In the Du Bois lab, we are particularly interested in developing selective C–H functionalization processes for rapid generation of complex molecular architectures through site-specific modification of aliphatic C–H bonds. We have applied these selective processes and new catalyst systems to the synthesis of a number of natural products, including tetrodotoxin, manzacidins, and agelastatin. We are continually evolving the capabilities of these powerful reactions and evaluating their performance in total syntheses.
Despite the considerable advances in the capabilities of C-H functionalization over the past few years, numerous challenges remain to be solved if these technologies are to become part of the standard lexicon of chemical synthesis. In particular, the ability to control at the reagent-level with high precision the site of C–H bond modification in complex structures remains an unsolved problem.
We have investigated novel dirhodium and diruthenium complexes for C–H amination and both ruthenium and non-metal-based oxidants for C–H hydroxylation, and are actively involved in improving these systems as well as designing new ones. Detailed mechanistic investigations to identify factors that influence catalyst performance are central to this research. Efforts to utilize both amination and hydroxylation methods for the synthesis of molecules such as pactamycin and anisatin are on-going. These problems serve to demonstrate both at the strategic and tactical level the manner in which C–H functionalization can be employed to assemble molecules.
The Du Bois lab has a long-standing interest in catalytic C–H amination using metal nitrenoids. Through many years of catalyst development and mechanistic investigations, we have developed systems capable of functionalizing complex molecules through both intra- and intermolecular means. Our efforts have led to a number of different ligand designs for the dirhodium paddlewheel complexes, including carboxylates and amidates, among others, with corresponding advances in the reaction technology. New catalyst design is an ongoing interest in the Du Bois lab and we seek to create new catalysts capable of new selectivities and differential reaction performance to complement currently-established methods.
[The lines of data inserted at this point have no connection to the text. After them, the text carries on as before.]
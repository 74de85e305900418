// ── Periodic refresh ──
//
// One task per poll. Each tick spawns its refresh into a `JoinSet`, so a
// slow response never delays the next tick; the set aborts whatever is
// still running when the poll stops.

use std::time::Duration;

use tokio::task::{JoinHandle, JoinSet};
use tokio::time::MissedTickBehavior;
use tokio_util::sync::CancellationToken;
use tracing::{debug, warn};

use crate::dashboard::Dashboard;

/// `tokio::time::interval` rejects a zero period.
const MIN_PERIOD: Duration = Duration::from_millis(10);

/// Handle to a running poll. Dropping it stops the timer.
#[must_use = "polling stops as soon as the handle is dropped"]
pub struct PollHandle {
    cancel: CancellationToken,
    period: Duration,
    task: Option<JoinHandle<()>>,
}

impl PollHandle {
    pub fn period(&self) -> Duration {
        self.period
    }

    /// `false` once stopped, dropped, or replaced by a newer poll.
    pub fn is_running(&self) -> bool {
        !self.cancel.is_cancelled() && self.task.as_ref().is_some_and(|t| !t.is_finished())
    }

    /// Stop polling and wait for the task to exit.
    pub async fn stop(mut self) {
        self.cancel.cancel();
        let Some(task) = self.task.take() else {
            return;
        };
        if let Err(e) = task.await {
            warn!(error = %e, "poll task ended abnormally");
        }
    }
}

impl Drop for PollHandle {
    fn drop(&mut self) {
        self.cancel.cancel();
    }
}

pub(crate) fn spawn(dashboard: Dashboard, period: Duration, cancel: CancellationToken) -> PollHandle {
    let period = period.max(MIN_PERIOD);
    let task = tokio::spawn(poll_task(dashboard, period, cancel.clone()));
    PollHandle {
        cancel,
        period,
        task: Some(task),
    }
}

async fn poll_task(dashboard: Dashboard, period: Duration, cancel: CancellationToken) {
    let mut interval = tokio::time::interval(period);
    interval.set_missed_tick_behavior(MissedTickBehavior::Skip);
    let mut refreshes = JoinSet::new();
    debug!(?period, "polling started");

    loop {
        tokio::select! {
            biased;
            () = cancel.cancelled() => break,
            _ = interval.tick() => {
                while refreshes.try_join_next().is_some() {}
                let dashboard = dashboard.clone();
                refreshes.spawn(async move {
                    if let Err(e) = dashboard.refresh().await {
                        warn!(error = %e, "periodic refresh failed");
                    }
                });
            }
        }
    }

    refreshes.abort_all();
    debug!("polling stopped");
}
We are interested in developing ruthenium catalysts for C–H hydroxylation. Recently, we developed a system capable of oxidizing C–H bonds in the presence of basic amines using in situ protonation and a water-soluble catalyst. We are actively interested in improving this system and developing hydroxylation catalysts capable of functionalizing other diverse substrates. Mechanistic investigations have been key in developing this reaction technology.